Mordechai, lets file a new bug for the libvirt issue, and handle the vdsm issue in this bug, or the other way around.
(In reply to Nir Soffer from comment #6) > (In reply to mlehrer from comment #5) [...] I've figured out the problem on libvirt's side in the logs. Definitely file a libvirt bug if you plan to do something in VDSM > Peter, regardless of the bug causing this error, do we have a way to > detect that the block job would never be completed successfully, so we > can abort it without pivot and stop the endless loop? > > Maybe we are not handling events properly? Well, in this instance I don't think there is an recoverable error besides VIR_ERR_BLOCK_COPY_ACTIVE which means that the job was not synchronized yet. > Or maybe we should have limited number of retries, (e.g. 3), and abort > the merge without pivoting? That is another option, but if there is a different error it's unlikely that it will ever succeed, and thus it seems to be pointless to retry.

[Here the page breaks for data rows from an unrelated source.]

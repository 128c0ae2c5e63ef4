//! Expression parsing implementation
//!
//! One method per precedence level, loosest first:
//!
//! ```text
//! or          left
//! and         left
//! not         prefix, right
//! == != < <= > >=   left, one level
//! + -         left
//! * /         left
//! ^           right
//! -           prefix (unary minus)
//! ```
//!
//! Prefix `not` and `-` are accepted wherever an operand may appear. The
//! operand of `not` extends over every tighter level, so `a == not b == c`
//! parses as `a == (not (b == c))`.
//!
//! All parsing methods are implemented as `pub(crate)` methods on the [`Parser`] struct.

use crate::parser::ast::*;
use crate::parser::lexer::TokenKind;
use crate::parser::parse::{ParseError, Parser};

impl Parser {
    /// Parse expression (statement-level entry point)
    pub(crate) fn parse_expression(&mut self) -> Result<Expr, ParseError> {
        self.operators = 0;
        self.parse_logical_or()
    }

    /// Parse logical OR (`or`)
    fn parse_logical_or(&mut self) -> Result<Expr, ParseError> {
        let mut left = self.parse_logical_and()?;

        while self.check(&TokenKind::Or) {
            self.count_operator()?;
            let loc = self.advance().location;
            let right = self.parse_logical_and()?;
            left = binary(BinOp::Or, left, right, loc);
        }

        Ok(left)
    }

    /// Parse logical AND (`and`)
    fn parse_logical_and(&mut self) -> Result<Expr, ParseError> {
        let mut left = self.parse_logical_not()?;

        while self.check(&TokenKind::And) {
            self.count_operator()?;
            let loc = self.advance().location;
            let right = self.parse_logical_not()?;
            left = binary(BinOp::And, left, right, loc);
        }

        Ok(left)
    }

    /// Parse logical NOT (`not`), right-associative
    fn parse_logical_not(&mut self) -> Result<Expr, ParseError> {
        let negations = self.prefix_operators(&TokenKind::Not)?;
        let operand = self.parse_relational()?;
        Ok(apply_prefix(UnOp::Not, negations, operand))
    }

    /// Parse equality and relational operators (single level)
    fn parse_relational(&mut self) -> Result<Expr, ParseError> {
        let mut left = self.parse_additive()?;

        loop {
            let op = match self.peek().kind {
                TokenKind::EqEq => BinOp::Eq,
                TokenKind::NotEq => BinOp::Ne,
                TokenKind::Lt => BinOp::Lt,
                TokenKind::Le => BinOp::Le,
                TokenKind::Gt => BinOp::Gt,
                TokenKind::Ge => BinOp::Ge,
                _ => break,
            };
            self.count_operator()?;
            let loc = self.advance().location;
            let right = self.parse_additive()?;
            left = binary(op, left, right, loc);
        }

        Ok(left)
    }

    /// Parse additive (`+`, `-`)
    fn parse_additive(&mut self) -> Result<Expr, ParseError> {
        let mut left = self.parse_multiplicative()?;

        loop {
            let op = match self.peek().kind {
                TokenKind::Plus => BinOp::Add,
                TokenKind::Minus => BinOp::Sub,
                _ => break,
            };
            self.count_operator()?;
            let loc = self.advance().location;
            let right = self.parse_multiplicative()?;
            left = binary(op, left, right, loc);
        }

        Ok(left)
    }

    /// Parse multiplicative (`*`, `/`)
    fn parse_multiplicative(&mut self) -> Result<Expr, ParseError> {
        let mut left = self.parse_power()?;

        loop {
            let op = match self.peek().kind {
                TokenKind::Star => BinOp::Mul,
                TokenKind::Slash => BinOp::Div,
                _ => break,
            };
            self.count_operator()?;
            let loc = self.advance().location;
            let right = self.parse_power()?;
            left = binary(op, left, right, loc);
        }

        Ok(left)
    }

    /// Parse exponentiation (`^`), right-associative
    fn parse_power(&mut self) -> Result<Expr, ParseError> {
        let mut bases = Vec::new();
        let mut operand = self.parse_unary()?;

        while self.check(&TokenKind::Caret) {
            self.count_operator()?;
            let loc = self.advance().location;
            bases.push((operand, loc));
            operand = self.parse_unary()?;
        }

        // a ^ b ^ c folds from the right into a ^ (b ^ c)
        Ok(bases
            .into_iter()
            .rev()
            .fold(operand, |exponent, (base, loc)| {
                binary(BinOp::Pow, base, exponent, loc)
            }))
    }

    /// Parse prefix operators in operand position
    fn parse_unary(&mut self) -> Result<Expr, ParseError> {
        let negations = self.prefix_operators(&TokenKind::Minus)?;

        // `not` inside a tighter level still takes a relational operand
        let operand = if self.check(&TokenKind::Not) {
            self.nested(|p| p.parse_logical_not())?
        } else {
            self.parse_primary()?
        };

        Ok(apply_prefix(UnOp::Neg, negations, operand))
    }

    /// Consume a run of `kind` prefix operators, returning their locations
    fn prefix_operators(
        &mut self,
        kind: &TokenKind,
    ) -> Result<Vec<SourceLocation>, ParseError> {
        let mut locations = Vec::new();
        while self.check(kind) {
            self.count_operator()?;
            locations.push(self.advance().location);
        }
        Ok(locations)
    }

    /// Parse primary (literals, identifiers, parenthesized expressions)
    fn parse_primary(&mut self) -> Result<Expr, ParseError> {
        let loc = self.current_location();

        let literal = match &self.peek().kind {
            TokenKind::IntLiteral(digits) => Some(Literal::Int(digits.clone())),
            TokenKind::FloatLiteral(x) => Some(Literal::Float(*x)),
            TokenKind::StringLiteral(s) => Some(Literal::Str(s.clone())),
            TokenKind::True => Some(Literal::Bool(true)),
            TokenKind::False => Some(Literal::Bool(false)),
            _ => None,
        };
        if let Some(literal) = literal {
            self.advance();
            return Ok(Expr::Literal(literal, loc));
        }

        if let TokenKind::Ident(name) = &self.peek().kind {
            let name = name.clone();
            self.advance();
            return Ok(Expr::Identifier(name, loc));
        }

        // Parentheses only group; the printer parenthesizes every operator node
        if self.check(&TokenKind::LParen) {
            return self.nested(|p| {
                p.advance();
                let expr = p.parse_logical_or()?;
                p.expect_rparen("after expression")?;
                Ok(expr)
            });
        }

        Err(self.error_here("Expected an expression"))
    }
}

/// Wrap `operand` so the first location in `locations` ends up outermost
fn apply_prefix(op: UnOp, locations: Vec<SourceLocation>, operand: Expr) -> Expr {
    locations
        .into_iter()
        .rev()
        .fold(operand, |operand, loc| unary(op, operand, loc))
}

fn binary(op: BinOp, left: Expr, right: Expr, location: SourceLocation) -> Expr {
    Expr::BinaryOp {
        op,
        left: Box::new(left),
        right: Box::new(right),
        location,
    }
}

fn unary(op: UnOp, operand: Expr, location: SourceLocation) -> Expr {
    Expr::UnaryOp {
        op,
        operand: Box::new(operand),
        location,
    }
}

Since we have good info for the vdsm side, lets keep this bug for vdsm. I updated the title to reflect the issue in vdsm. We need to either add limited retry policy or fail on the first unexpected error. This will fail the merge on engine side. The user can retry the merge to complete the operation. Since we mark the volume as ILLEGAL before the pivot, this will probably cause the vm to fail on the next restart, but this is another issue.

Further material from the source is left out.